Overall structure of DFPase and backbone H/D exchange characteristics. (A) Top view, with the 2 calcium ions represented as blue spheres. (B) Side view, rotated 90° from a). The occupancy of backbone amide hydrogens is scaled from blue (H, unexchanged) via green and yellow (partially exchanged) to red (D, exchanged).

Fig. 2.

Schematic representation of possible mechanisms for DFPase. (A) Direct nucleophilic attack of Asp-229 on the substrate, with a phosphoenzyme intermediate and a fluoride leaving group. (B) Mechanism involving a calcium-bound hydroxide ion as the active nucleophile.

Fig. 3.

Signature features of nuclear density in proteins. (A) Unexchanged backbone amide hydrogens can be identified by the lack of positive nuclear density for these atoms as shown for Asn-238 (exchanged) and Asn-239 (not exchanged). The sidechain of Asn-239 also shows the weak neutron scattering power of a CH₂ group. Additional information from electron density in joint refinement helps to correctly position the carbon atom. (B) Density for the side-chain amide of Asn-272 allows for unambiguous assignment of the oxygen and nitrogen due to the greater neutron scattering of the NH₂ group and the bean shaped density of W32 allows determining the orientation of that water molecule. Also in this case additional information from electron density in joint refinement helps to correctly position the oxygen atom. (C) Nuclear density for active site residues His-287 and Trp-244 clearly indicating the protonation states of the imidazole and indole ring nitrogen atoms.

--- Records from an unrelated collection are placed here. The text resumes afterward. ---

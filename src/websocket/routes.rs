use crate::server::ArenaServer;
use axum::extract::State;
use axum::routing::get;
use std::future::Future;
use std::net::SocketAddr;
use std::sync::Arc;

use super::handler::websocket_handler;
use super::metrics::metrics_handler;

/// Create the Axum router with WebSocket support
pub fn create_router(cors_origins: &str) -> axum::Router<Arc<ArenaServer>> {
    use tower_http::cors::{Any, CorsLayer};
    use tower_http::trace::TraceLayer;

    let cors = if cors_origins == "*" {
        CorsLayer::permissive()
    } else {
        let origins: Vec<_> = cors_origins
            .split(',')
            .filter_map(|s| s.trim().parse::<axum::http::HeaderValue>().ok())
            .collect();

        if origins.is_empty() {
            tracing::warn!("No valid CORS origins configured, using permissive CORS");
            CorsLayer::permissive()
        } else {
            CorsLayer::new()
                .allow_origin(origins)
                .allow_methods(Any)
                .allow_headers(Any)
        }
    };

    axum::Router::new()
        .route("/ws", get(websocket_handler))
        .route("/v1/ws", get(websocket_handler))
        .route("/health", get(health_check))
        .route("/metrics", get(metrics_handler))
        .layer(cors)
        .layer(TraceLayer::new_for_http())
}

/// Health check endpoint
async fn health_check(
    State(server): State<Arc<ArenaServer>>,
) -> axum::response::Result<&'static str> {
    if server.health_check().await {
        Ok("OK")
    } else {
        Err(axum::http::StatusCode::SERVICE_UNAVAILABLE.into())
    }
}

/// Serve until `shutdown` resolves, then drain matchmaking.
pub async fn run_server<F>(
    addr: SocketAddr,
    server: Arc<ArenaServer>,
    cors_origins: &str,
    shutdown: F,
) -> anyhow::Result<()>
where
    F: Future<Output = ()> + Send + 'static,
{
    let app = create_router(cors_origins).with_state(server.clone());

    let listener = tokio::net::TcpListener::bind(addr).await?;
    tracing::info!(%addr, instance_id = %server.instance_id(), "Starting typing arena server");

    axum::serve(
        listener,
        app.into_make_service_with_connect_info::<SocketAddr>(),
    )
    .with_graceful_shutdown(shutdown)
    .await?;

    server.shutdown().await;
    Ok(())
}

Hydrogen bonding is indicated by a red line.

Fig. 4.

Schematic representation of hydrogen bonding interactions in the central water tunnel of DFPase. Arrows point from H-bond donor to acceptor. Dashed lines indicate direct metal coordination. Blue circles represent water molecules, amino acids are boxed colored according to the propeller blade they belong to.

Fig. 5.

Active site environment. (A) Catalytic Ca1 with surrounding residues and positive nuclear density. Yellow lines indicate direct calcium coordination. Hydrogen bonding interactions are indicated in red. For the poorly resolved water W140 electron density is displayed (transparent gray sphere) showing the position of the oxygen atom. Nucleophilic Asp-229 is deprotonated. (B) A F_o-F_c nuclear density omit map (blue), with the 2 deuterium atoms of W33 omitted, contoured at 4.0 σ, showing identity of W33 as a water, and not a hydroxide ion. The electron density 2F_o-F_c map at 2.5 σ is superimposed (red), showing the location of the oxygen atom. Distances are shown in Å. The W33 hydrogen–Ca1 distance is indicated as a blue line. The Ca–O–H angle is 53°.